Boring as it is to most people, audit should be seen as a key and critical part of investing. I am not going to waste my breath arguing that the hedge funds should be regulated…forgive me for being blunt, but without proper regulation one could equate hedge funds to a Swiss bank, giving you much a higher rate of interest right in the heart of the US.

Audit is the heart and soul of controls in a well organized company. The internal audit would have the mandate and the power to identify issues before they can happen, when they happen, or after they happen, report it to the management so that appropriate actions can be taken to prevent them from recurring. Do hedge funds have internal audit department? Did Madoff’s security firm have an internal audit department?

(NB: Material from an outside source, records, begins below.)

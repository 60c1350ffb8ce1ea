//! Integration tests for resource-level parsing: entries, entities, macros,
//! comments, and error reporting.

use l20n_syntax::{Entry, ParseErrorKind, Segment, Value, parse, parse_with_max_depth};

#[test]
fn test_empty_resource() {
    let resource = parse("").unwrap();
    assert!(resource.body.is_empty());
    assert_eq!(resource.blanks.len(), 1);
}

#[test]
fn test_whitespace_only_resource() {
    let resource = parse("  \n\t ").unwrap();
    assert!(resource.body.is_empty());
    assert_eq!(resource.blanks.len(), 1);
    assert_eq!(resource.blanks[0].as_str(), "  \n\t ");
}

#[test]
fn test_simple_entity() {
    let resource = parse(r#"<hello "Hello, world!">"#).unwrap();
    assert_eq!(resource.body.len(), 1);
    let Entry::Entity(entity) = &resource.body[0] else {
        panic!("expected entity");
    };
    assert_eq!(entity.id.name, "hello");
    assert!(entity.index.is_none());
    assert!(entity.attributes.is_empty());
    match &entity.value {
        Some(Value::Str(s)) => {
            assert_eq!(s.quote, '"');
            assert_eq!(s.raw, "Hello, world!");
        }
        other => panic!("expected string value, got {other:?}"),
    }
}

#[test]
fn test_single_quoted_entity() {
    let resource = parse("<a 'single'>").unwrap();
    let Entry::Entity(entity) = &resource.body[0] else {
        panic!("expected entity");
    };
    match &entity.value {
        Some(Value::Str(s)) => assert_eq!(s.quote, '\''),
        other => panic!("expected string value, got {other:?}"),
    }
}

#[test]
fn test_entity_with_attributes() {
    let resource = parse(r#"<brand "Firefox" title:"Browser" accesskey: "F">"#).unwrap();
    let Entry::Entity(entity) = &resource.body[0] else {
        panic!("expected entity");
    };
    assert!(entity.value.is_some());
    assert_eq!(entity.attributes.len(), 2);
    assert_eq!(entity.attributes[0].pair.key.name, "title");
    assert_eq!(entity.attributes[1].pair.key.name, "accesskey");
}

#[test]
fn test_attribute_may_sit_flush_against_value() {
    let resource = parse(r#"<id "v"title:"x">"#).unwrap();
    let Entry::Entity(entity) = &resource.body[0] else {
        panic!("expected entity");
    };
    assert!(entity.value.is_some());
    assert_eq!(entity.attributes.len(), 1);
    assert!(entity.attributes[0].gap.is_empty());
}

#[test]
fn test_consecutive_attributes_need_separator() {
    let err = parse(r#"<id "v" a:"1"b:"2">"#).unwrap_err();
    assert_eq!(err.kind, ParseErrorKind::MissingSeparator);
    assert_eq!(err.offset, 13);
}

#[test]
fn test_entity_without_value_needs_attribute() {
    let resource = parse(r#"<brand title: "Browser">"#).unwrap();
    let Entry::Entity(entity) = &resource.body[0] else {
        panic!("expected entity");
    };
    assert!(entity.value.is_none());
    assert_eq!(entity.attributes.len(), 1);
    assert!(entity.attributes[0].gap.is_empty());
}

#[test]
fn test_bare_entity_is_an_error() {
    let err = parse("<id>").unwrap_err();
    assert_eq!(err.kind, ParseErrorKind::ExpectedValue);
    assert_eq!(err.offset, 3);
}

#[test]
fn test_missing_separator_after_id() {
    let err = parse(r#"<id"v">"#).unwrap_err();
    assert_eq!(err.kind, ParseErrorKind::MissingSeparator);
    assert_eq!(err.offset, 3);
}

#[test]
fn test_entity_with_index() {
    let resource = parse(r#"<plural[one, many] "x">"#).unwrap();
    let Entry::Entity(entity) = &resource.body[0] else {
        panic!("expected entity");
    };
    let index = entity.index.as_ref().unwrap();
    assert_eq!(index.len(), 2);
}

#[test]
fn test_empty_index_is_distinct_from_none() {
    let resource = parse(r#"<plural[] "x">"#).unwrap();
    let Entry::Entity(entity) = &resource.body[0] else {
        panic!("expected entity");
    };
    assert_eq!(entity.index.as_deref(), Some(&[][..]));
}

#[test]
fn test_array_value() {
    let resource = parse(r#"<l ["a", "b"]>"#).unwrap();
    let Entry::Entity(entity) = &resource.body[0] else {
        panic!("expected entity");
    };
    match &entity.value {
        Some(Value::Array(array)) => assert_eq!(array.items.len(), 2),
        other => panic!("expected array value, got {other:?}"),
    }
}

#[test]
fn test_hash_value_preserves_order() {
    let resource = parse(r#"<plural {one: "1", many: "n"}>"#).unwrap();
    let Entry::Entity(entity) = &resource.body[0] else {
        panic!("expected entity");
    };
    match &entity.value {
        Some(Value::Hash(hash)) => {
            assert_eq!(hash.items.len(), 2);
            assert_eq!(hash.items[0].key.name, "one");
            assert_eq!(hash.items[1].key.name, "many");
        }
        other => panic!("expected hash value, got {other:?}"),
    }
}

#[test]
fn test_hash_allows_duplicate_keys() {
    let resource = parse(r#"<h {k: "1", k: "2"}>"#).unwrap();
    let Entry::Entity(entity) = &resource.body[0] else {
        panic!("expected entity");
    };
    match &entity.value {
        Some(Value::Hash(hash)) => assert_eq!(hash.items.len(), 2),
        other => panic!("expected hash value, got {other:?}"),
    }
}

#[test]
fn test_missing_list_separator() {
    let err = parse(r#"<l ["x" "y"]>"#).unwrap_err();
    assert_eq!(err.kind, ParseErrorKind::ExpectedSeparatorOrEnd);
    assert_eq!(err.offset, 8);
}

#[test]
fn test_complex_string_segments() {
    let resource = parse(r#"<hi "Hello {{user}}!">"#).unwrap();
    let Entry::Entity(entity) = &resource.body[0] else {
        panic!("expected entity");
    };
    match &entity.value {
        Some(Value::Complex(complex)) => {
            assert_eq!(complex.segments.len(), 3);
            assert_eq!(complex.segments[0], Segment::Literal("Hello ".to_string()));
            assert!(matches!(complex.segments[1], Segment::Interpolation(_)));
            assert_eq!(complex.segments[2], Segment::Literal("!".to_string()));
        }
        other => panic!("expected complex string, got {other:?}"),
    }
}

#[test]
fn test_unterminated_interpolation() {
    let err = parse(r#"<a "a{{">"#).unwrap_err();
    assert_eq!(err.kind, ParseErrorKind::UnterminatedInterpolation);
    assert_eq!(err.offset, 5);
}

#[test]
fn test_escaped_quote_does_not_close_string() {
    let resource = parse(r#"<a "say \"hi\"">"#).unwrap();
    let Entry::Entity(entity) = &resource.body[0] else {
        panic!("expected entity");
    };
    match &entity.value {
        Some(Value::Str(s)) => assert_eq!(s.raw, r#"say \"hi\""#),
        other => panic!("expected string value, got {other:?}"),
    }
}

#[test]
fn test_macro_entry() {
    let resource = parse("<plural(n) {n}>").unwrap();
    let Entry::Macro(makro) = &resource.body[0] else {
        panic!("expected macro");
    };
    assert_eq!(makro.id.name, "plural");
    assert_eq!(makro.params.len(), 1);
    assert_eq!(makro.params[0].name, "n");
    assert!(makro.attributes.is_empty());
}

#[test]
fn test_macro_without_params() {
    let resource = parse("<now() {1}>").unwrap();
    let Entry::Macro(makro) = &resource.body[0] else {
        panic!("expected macro");
    };
    assert!(makro.params.is_empty());
}

#[test]
fn test_macro_with_attributes() {
    let resource = parse(r#"<f(n) {n} note: "doubles">"#).unwrap();
    let Entry::Macro(makro) = &resource.body[0] else {
        panic!("expected macro");
    };
    assert_eq!(makro.attributes.len(), 1);
    assert_eq!(makro.attributes[0].pair.key.name, "note");
}

#[test]
fn test_duplicate_macro_parameter() {
    let err = parse("<f(a, a) {a}>").unwrap_err();
    assert_eq!(err.kind, ParseErrorKind::DuplicateParameter);
    assert_eq!(err.offset, 6);
}

#[test]
fn test_macro_needs_separator_before_body() {
    let err = parse("<f(n){n}>").unwrap_err();
    assert_eq!(err.kind, ParseErrorKind::MissingSeparator);
    assert_eq!(err.offset, 5);
}

#[test]
fn test_comment_entry() {
    let resource = parse("/* note */").unwrap();
    let Entry::Comment(comment) = &resource.body[0] else {
        panic!("expected comment");
    };
    assert_eq!(comment.content, " note ");
}

#[test]
fn test_unterminated_comment() {
    let err = parse("/* oops").unwrap_err();
    assert_eq!(err.kind, ParseErrorKind::UnterminatedComment);
    assert_eq!(err.offset, 0);
}

#[test]
fn test_blanks_surround_every_entry() {
    let resource = parse("/* header */\n\n<a \"1\">\n<b \"2\">\n").unwrap();
    assert_eq!(resource.body.len(), 3);
    assert_eq!(resource.blanks.len(), 4);
    assert_eq!(resource.blanks[0].as_str(), "");
    assert_eq!(resource.blanks[1].as_str(), "\n\n");
    assert_eq!(resource.blanks[2].as_str(), "\n");
    assert_eq!(resource.blanks[3].as_str(), "\n");
}

#[test]
fn test_truncated_entity_reports_end() {
    let err = parse(r#"<a "v""#).unwrap_err();
    assert_eq!(err.kind, ParseErrorKind::UnexpectedEnd);
    assert_eq!(err.offset, 6);
}

#[test]
fn test_stray_character_at_top_level() {
    let err = parse("x").unwrap_err();
    assert_eq!(err.kind, ParseErrorKind::UnexpectedToken('x'));
    assert_eq!(err.offset, 0);
}

#[test]
fn test_nesting_limit() {
    let err = parse_with_max_depth(r#"<a [[["x"]]]>"#, 2).unwrap_err();
    assert_eq!(err.kind, ParseErrorKind::NestingTooDeep);
    assert!(parse_with_max_depth(r#"<a [[["x"]]]>"#, 4).is_ok());
}

#[test]
fn test_error_line_column() {
    let err = parse("<a \"1\">\n<b>").unwrap_err();
    assert_eq!(err.kind, ParseErrorKind::ExpectedValue);
    assert_eq!(err.offset, 10);
    assert_eq!(err.line_column("<a \"1\">\n<b>"), (2, 3));
}
//! Expression grammar: precedence climbing over ten operator levels.
//!
//! Each level recognizes its own operators and delegates operands to the
//! next tighter-binding level, down to the postfix member chain and the
//! parenthesis/primary rule. Whitespace around operators is consumed and
//! discarded: only declaration-level and value-level whitespace participates
//! in format preservation, so expressions re-serialize canonically rather
//! than byte-exactly.

use super::ast::{BinaryOperator, Expression, LogicalOperator, UnaryOperator};
use super::cursor::Cursor;
use super::error::{ParseError, ParseErrorKind};
use super::value;

type Level = fn(&mut Cursor<'_>) -> Result<Expression, ParseError>;

/// Parse a full expression, starting at the loosest-binding level.
pub(crate) fn expression(cur: &mut Cursor<'_>) -> Result<Expression, ParseError> {
    cur.enter()?;
    cur.skip_whitespace();
    let parsed = conditional(cur)?;
    cur.exit();
    Ok(parsed)
}

/// Ternary `?:`, right-associative. Without a `?` this is just the
/// next-level expression.
fn conditional(cur: &mut Cursor<'_>) -> Result<Expression, ParseError> {
    let test = or_expression(cur)?;
    cur.skip_whitespace();
    if !cur.eat('?') {
        return Ok(test);
    }
    let consequent = expression(cur)?;
    cur.skip_whitespace();
    cur.expect(':')?;
    let alternate = expression(cur)?;
    Ok(Expression::Conditional {
        test: Box::new(test),
        consequent: Box::new(consequent),
        alternate: Box::new(alternate),
    })
}

fn or_expression(cur: &mut Cursor<'_>) -> Result<Expression, ParseError> {
    logical(cur, "||", LogicalOperator::Or, and_expression)
}

fn and_expression(cur: &mut Cursor<'_>) -> Result<Expression, ParseError> {
    logical(cur, "&&", LogicalOperator::And, equality)
}

/// One left-associative logical level.
fn logical(
    cur: &mut Cursor<'_>,
    token: &str,
    operator: LogicalOperator,
    next: Level,
) -> Result<Expression, ParseError> {
    let mut left = next(cur)?;
    loop {
        cur.skip_whitespace();
        if !cur.eat_str(token) {
            break;
        }
        cur.skip_whitespace();
        let right = next(cur)?;
        left = Expression::Logical {
            operator,
            left: Box::new(left),
            right: Box::new(right),
        };
    }
    Ok(left)
}

fn equality(cur: &mut Cursor<'_>) -> Result<Expression, ParseError> {
    binary(
        cur,
        &[
            ("==", BinaryOperator::Equal),
            ("!=", BinaryOperator::NotEqual),
        ],
        relational,
    )
}

fn relational(cur: &mut Cursor<'_>) -> Result<Expression, ParseError> {
    // Two-character operators first so `<=` is not read as `<` then `=`.
    binary(
        cur,
        &[
            ("<=", BinaryOperator::LessOrEqual),
            (">=", BinaryOperator::GreaterOrEqual),
            ("<", BinaryOperator::Less),
            (">", BinaryOperator::Greater),
        ],
        additive,
    )
}

fn additive(cur: &mut Cursor<'_>) -> Result<Expression, ParseError> {
    binary(
        cur,
        &[("+", BinaryOperator::Add), ("-", BinaryOperator::Subtract)],
        modulo,
    )
}

fn modulo(cur: &mut Cursor<'_>) -> Result<Expression, ParseError> {
    binary(cur, &[("%", BinaryOperator::Modulo)], multiplicative)
}

fn multiplicative(cur: &mut Cursor<'_>) -> Result<Expression, ParseError> {
    binary(cur, &[("*", BinaryOperator::Multiply)], division)
}

fn division(cur: &mut Cursor<'_>) -> Result<Expression, ParseError> {
    binary(cur, &[("/", BinaryOperator::Divide)], unary)
}

/// One left-associative binary level over a closed operator set.
fn binary(
    cur: &mut Cursor<'_>,
    operators: &[(&str, BinaryOperator)],
    next: Level,
) -> Result<Expression, ParseError> {
    let mut left = next(cur)?;
    loop {
        cur.skip_whitespace();
        let Some(operator) = eat_operator(cur, operators) else {
            break;
        };
        cur.skip_whitespace();
        let right = next(cur)?;
        left = Expression::Binary {
            operator,
            left: Box::new(left),
            right: Box::new(right),
        };
    }
    Ok(left)
}

fn eat_operator(
    cur: &mut Cursor<'_>,
    operators: &[(&str, BinaryOperator)],
) -> Option<BinaryOperator> {
    for &(token, operator) in operators {
        if cur.eat_str(token) {
            return Some(operator);
        }
    }
    None
}

/// Prefix `+`, `-`, `!`; right-recursive, so repetition is allowed. Each
/// stacked operator counts one nesting level against the configured limit.
fn unary(cur: &mut Cursor<'_>) -> Result<Expression, ParseError> {
    let operator = match cur.peek() {
        Some('+') => Some(UnaryOperator::Plus),
        Some('-') => Some(UnaryOperator::Minus),
        Some('!') => Some(UnaryOperator::Not),
        _ => None,
    };
    let Some(operator) = operator else {
        return member(cur);
    };
    cur.bump()?;
    cur.skip_whitespace();
    cur.enter()?;
    let operand = unary(cur)?;
    cur.exit();
    Ok(Expression::Unary {
        operator,
        operand: Box::new(operand),
    })
}

/// Postfix member chain: attribute access (`..id`, `[.expr]`), property
/// access (`.id`, `[expr]`), and calls, applied repeatedly until none match.
/// The two-character attribute forms are ruled out before the one-character
/// property forms.
fn member(cur: &mut Cursor<'_>) -> Result<Expression, ParseError> {
    let mut object = parenthesis(cur)?;
    cur.skip_whitespace();
    loop {
        if cur.eat_str("..") {
            let field = cur.identifier().ok_or_else(|| cur.unexpected())?;
            object = Expression::Attribute {
                object: Box::new(object),
                field: Box::new(Expression::Identifier(field)),
                computed: false,
            };
        } else if cur.eat_str("[.") {
            let field = expression(cur)?;
            cur.expect(']')?;
            object = Expression::Attribute {
                object: Box::new(object),
                field: Box::new(field),
                computed: true,
            };
        } else if cur.eat('.') {
            let field = cur.identifier().ok_or_else(|| cur.unexpected())?;
            object = Expression::Property {
                object: Box::new(object),
                field: Box::new(Expression::Identifier(field)),
                computed: false,
            };
        } else if cur.eat('[') {
            let field = expression(cur)?;
            cur.expect(']')?;
            object = Expression::Property {
                object: Box::new(object),
                field: Box::new(field),
                computed: true,
            };
        } else if cur.eat('(') {
            let arguments = call_arguments(cur)?;
            object = Expression::Call {
                callee: Box::new(object),
                arguments,
            };
        } else {
            break;
        }
    }
    Ok(object)
}

/// Comma-separated argument list after the opening `(`; may be empty.
fn call_arguments(cur: &mut Cursor<'_>) -> Result<Vec<Expression>, ParseError> {
    let mut arguments = Vec::new();
    cur.skip_whitespace();
    if cur.eat(')') {
        return Ok(arguments);
    }
    loop {
        arguments.push(expression(cur)?);
        if cur.eat(')') {
            break;
        }
        if !cur.eat(',') {
            return Err(cur.error(ParseErrorKind::ExpectedSeparatorOrEnd));
        }
    }
    Ok(arguments)
}

/// `(` expr `)`, or a primary expression.
fn parenthesis(cur: &mut Cursor<'_>) -> Result<Expression, ParseError> {
    if cur.eat('(') {
        let inner = expression(cur)?;
        cur.expect(')')?;
        return Ok(Expression::Parenthesis(Box::new(inner)));
    }
    primary(cur)
}

/// Numeric literal, value literal, or identifier, in that lookahead order.
fn primary(cur: &mut Cursor<'_>) -> Result<Expression, ParseError> {
    if let Some(digits) = cur.digits() {
        let start = cur.offset() - digits.len();
        let number = digits
            .parse::<i64>()
            .map_err(|_| ParseError::new(ParseErrorKind::InvalidNumber, start))?;
        return Ok(Expression::Number(number));
    }
    if matches!(cur.peek(), Some('\'' | '"' | '{' | '[')) {
        let literal = value::value(cur)?;
        return Ok(Expression::Value(Box::new(literal)));
    }
    match cur.identifier() {
        Some(id) => Ok(Expression::Identifier(id)),
        None => Err(cur.unexpected()),
    }
}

All securities firms registered with the SEC have financial statements that are certified by external auditors. Do hedge have financial statements that should be certified by external auditors? When Enron went down, they took Arthur Anderson, their external auditing firm, down with them. That is a deterrent to the external auditors from colluding with the management.

Do hedge funds have to adhere to the SOX 404 standard? By putting their name against the SOX 404 document, the management of the company (CEO, CFO and COO) would certify that the financial statements were accurate as far as they knew, and if the regulators proved otherwise, they might find themselves in a dark prison. So, they would stand to loose a lot and so would be (at least to some extent) deterred from wrong-doing.

Does SEC regulate and audit the hedge fund industry? No? Well, then who does? Do you think if they have sums like $50 billion invested in them, they should be regulated? Should there be a baseline amount after which some mandatory controls apply irrespective of the industry?

Normally when a “transaction” like a substantial investment is to be made by a big firm (like investment bank, retail bank), there typically will be a committee which has to approve such an invesment. Additionally these committee participants will include key management personnel and also senior representatives from Internal Audit, Compliance and Legal. Did the companies now reporting an exposure to Madoff, have such internal committees that reviewed an approved the investment risks before the cheque was signed?

In conclusion, audit is a critical component of controls in a well managed company. An absence of the same in a industry of this nature (like hedge funds) with billions invested in it, raises the question, why does not the Government want this industry to be regulated? Will the investors who have burnt their fingers now push for regulations in the hedge fund sector? Or, the rich and mighty investors have their way and shrug this off as a bad judgement and continue to invest in other hedge funds as long as their investment grow unquestioned?

Disclaimer: The author is an auditor by profession and values his role in the company and also the society.

What is the real impact of the financial crisis?

In Finance on December 12, 2008 at 5:59 am

People lost jobs.  People lost money.  People lost their peace of mind.  What more can one lose, or could afford to loose?

They lost the confidence in themselves that they could make decisions about where to put their money. Cannot trust the financial adviser friend or the sweet talking salesmen! Cannot trust that their company is putting their pension funds, ESOP’s and what not in the right vehicles. So what could be lost is not limited to the known anymore.

More… I think, the biggest lost to America is where people lost their confidence in the “system”, what “system” is supposed to mean. It will not be the same again, at least for another decade(?). Who wants to invest in the USD backed securities/ funds?

Who will want to work for American companies? Though that slightly a different issue, but those wanting stability of jobs will tread carefully and be picky when they can be (after the market picks up?).

In summary, the loss is more medium to long term to the US government as much as it is to the individuals or corporates burnt by the flames of this financial wild fire.